Any and all advice appreciated,
--JC
What I've got is an Appalachian BM-4000 made in 1993. I've contacted them about getting the manual, and all I can get is one for something fairly similar (or so they tell me) for a Gemini-XL. My stove does have a catalytic combustor, and I suspect that it's the original, and was used a good deal. I know the guy who owned the house before told me he'd keep the house warm all winter on a cord of wood. Since I have't used it, that means it's got about 11 years of use on it, and I've read that the useful life is nominally 6 years, and up to 10 if you're fortunate.
So we've got this potential ice-storm bearing down on us, and while I have a 6KW generator, it's not enough to run the heat-pumps, and it's not on a transfer switch. I've laid in some propane for a couple heaters, gas for the generator, food for the dogs, and beer for me. I also decided it would be good idea to get the stove running. I cleaned out the 8 years of ash that's been sitting in there, inspected the flue (which looks pretty clean, but I realize is no substitute for a proper cleaning and inspection by someone who knows what they're doing), purchased some "seasoned" wood, although I'm now having some doubts just how seasoned it is.
Per the Gemini-XL instructions, opened the damper, opened the draft vents, used newspaper and kindling to get some small stuff going (which was hard to light, required a several tries, it just wouldn't catch), and finally got some larger pieces in and burning. Waited 30 minutes, closed the damper, but left the draft vents open for a high burn. Here's where the questions start:
1) I never could get really much of a roaring fire going. Some decent flames, but nothing like burning limbs in a 55 gallon barrel. Closing the damper pretty much put the flames out after a bit, but I had some good solid coals in there, and was throwing a lot of heat out the blower vents. What's a fire with the damper closed and the combustor (supposedly) lit off supposed to look like? Is this likely a sign that the combustor is clogged? And as near as I can tell, this model stove doesn't have a thermocouple port to monitor the combustor temperatures.
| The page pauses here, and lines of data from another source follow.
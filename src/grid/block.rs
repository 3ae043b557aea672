//! Dense fixed-size storage blocks of the sparse voxel arena.

use glam::IVec3;

use super::Material;

/// Edge length of a block in cells.
pub const BLOCK_EDGE: i32 = 8;

/// Cells per block.
pub const BLOCK_CELLS: usize = (BLOCK_EDGE * BLOCK_EDGE * BLOCK_EDGE) as usize;

/// Split a cell index into (block key, linear index inside the block).
#[inline]
pub fn split_index(cell: IVec3) -> (IVec3, usize) {
    let key = cell.div_euclid(IVec3::splat(BLOCK_EDGE));
    let local = cell.rem_euclid(IVec3::splat(BLOCK_EDGE));
    let linear = ((local.x * BLOCK_EDGE + local.y) * BLOCK_EDGE + local.z) as usize;
    (key, linear)
}

/// Inverse of [`split_index`].
#[inline]
pub fn join_index(key: IVec3, linear: usize) -> IVec3 {
    let linear = linear as i32;
    let local = IVec3::new(
        linear / (BLOCK_EDGE * BLOCK_EDGE),
        (linear / BLOCK_EDGE) % BLOCK_EDGE,
        linear % BLOCK_EDGE,
    );
    key * BLOCK_EDGE + local
}

/// One dense 8x8x8 block of cells.
///
/// Colors are kept for empty cells as well so snapshots round-trip exactly.
#[derive(Clone)]
pub struct Block {
    materials: [Material; BLOCK_CELLS],
    colors: [[u8; 3]; BLOCK_CELLS],
    occupied: u16,
    painted: u16,
}

impl Block {
    pub fn new() -> Self {
        Self {
            materials: [Material::Empty; BLOCK_CELLS],
            colors: [[0; 3]; BLOCK_CELLS],
            occupied: 0,
            painted: 0,
        }
    }

    /// Block holds at least one non-empty cell; traversal skips inactive blocks.
    #[inline]
    pub fn is_active(&self) -> bool {
        self.occupied > 0
    }

    /// Nothing worth keeping: no geometry and no stored colors.
    #[inline]
    pub fn is_blank(&self) -> bool {
        self.occupied == 0 && self.painted == 0
    }

    #[inline]
    pub fn occupied(&self) -> usize {
        self.occupied as usize
    }

    #[inline]
    pub fn material(&self, linear: usize) -> Material {
        self.materials[linear]
    }

    #[inline]
    pub fn color(&self, linear: usize) -> [u8; 3] {
        self.colors[linear]
    }

    /// Store a material, returning the previous one.
    pub fn set_material(&mut self, linear: usize, material: Material) -> Material {
        let old = std::mem::replace(&mut self.materials[linear], material);
        match (old.is_empty(), material.is_empty()) {
            (true, false) => self.occupied += 1,
            (false, true) => self.occupied -= 1,
            _ => {}
        }
        old
    }

    pub fn set_color(&mut self, linear: usize, color: [u8; 3]) {
        let was_painted = self.colors[linear] != [0; 3];
        let is_painted = color != [0; 3];
        self.colors[linear] = color;
        match (was_painted, is_painted) {
            (false, true) => self.painted += 1,
            (true, false) => self.painted -= 1,
            _ => {}
        }
    }

    /// Iterate non-empty cells as (linear index, material, color).
    pub fn occupied_cells(&self) -> impl Iterator<Item = (usize, Material, [u8; 3])> + '_ {
        self.materials
            .iter()
            .enumerate()
            .filter(|(_, m)| !m.is_empty())
            .map(|(i, &m)| (i, m, self.colors[i]))
    }
}

impl Default for Block {
    fn default() -> Self {
        Self::new()
    }
}
//! Samples-per-frame controller.

use std::time::Duration;

/// Hard cap on samples per frame.
pub const MAX_SPP: u32 = 128;

/// Default frame-rate target.
pub const TARGET_FPS: f32 = 30.0;

/// Picks how many passes the next frame runs from how long the last batch took.
///
/// Over budget (`elapsed * target_fps > 1`) the count drops, at most halving and
/// never below one. Otherwise it grows by at least one, at most doubling, up to
/// `max_spp`. Within those bounds the step aims at the count that would exactly
/// fill the frame at the measured cost per sample.
#[derive(Debug, Clone, Copy, PartialEq)]
pub struct SppController {
    spp: u32,
    target_fps: f32,
    max_spp: u32,
}

impl Default for SppController {
    fn default() -> Self {
        Self::new(TARGET_FPS)
    }
}

impl SppController {
    pub fn new(target_fps: f32) -> Self {
        let target_fps = if target_fps.is_finite() && target_fps > 0.0 {
            target_fps
        } else {
            tracing::warn!(target_fps, "invalid target fps, using default");
            TARGET_FPS
        };
        Self {
            spp: 1,
            target_fps,
            max_spp: MAX_SPP,
        }
    }

    pub fn with_max_spp(mut self, max_spp: u32) -> Self {
        self.max_spp = max_spp.max(1);
        self.spp = self.spp.min(self.max_spp);
        self
    }

    /// Passes to run in the next frame.
    #[inline]
    pub fn spp(&self) -> u32 {
        self.spp
    }

    #[inline]
    pub fn target_fps(&self) -> f32 {
        self.target_fps
    }

    #[inline]
    pub fn max_spp(&self) -> u32 {
        self.max_spp
    }

    /// Feed the wall-clock time of the last batch of `spp()` passes; returns the new count.
    pub fn update(&mut self, elapsed: Duration) -> u32 {
        let secs = elapsed.as_secs_f32();
        let current = self.spp.max(1);
        let per_sample = secs / current as f32;
        let estimated = if per_sample > 0.0 {
            // Saturating float-to-int cast
            (1.0 / (self.target_fps * per_sample)) as u32
        } else {
            u32::MAX
        };

        let next = if secs * self.target_fps > 1.0 {
            let lo = (current / 2).max(1);
            let hi = current.saturating_sub(1).max(1);
            estimated.clamp(lo, hi)
        } else {
            let lo = current.saturating_add(1).min(self.max_spp);
            let hi = current.saturating_mul(2).min(self.max_spp);
            estimated.clamp(lo, hi)
        };
        if next != self.spp {
            tracing::trace!(from = self.spp, to = next, secs, "spp adjusted");
        }
        self.spp = next;
        next
    }
}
2) Sooner or later, you've got to let the fire go out, if nothing else to clean the ash bed. Are you supposed to shut the draft vents and open the damper? Nothing in the manual talks about this, but they do talk about all these great ways you can screw up your combustor. I would *guess* that as the fire quality goes down, you'd want to open the damper to keep as much junk as possible out of the combustor. Pure theorizing on my part.
3) CLR/CSL logs: use them or not? The ones I've seen say they're approved for stoves with catalytic's. What they DON'T say is whether to use it with the damper open or closed. I'm guessing damper open, again, on the basis of keeping anything but heat from clean, dry wood going through the combustor.
After watching some videos that Applied Ceramics has on their website (good videos, too), I think I understand how it works. I'm quite hesitant to drop the damper/combustor arrangement for inspection until after this storm passes. If I can't get it back together or break something, I don't want to leave my self in the position of not being able to use it at all.
Disclaimer: I would have preferred to wait to use the stove until I could get a chimney inspection. I also should have waited until I dropped the catalytic assembly for inspection. However, the prospect of the house freezing up was a major consideration for me, and chimney appears in good shape (light gray, no black or thick accumulations that I could see).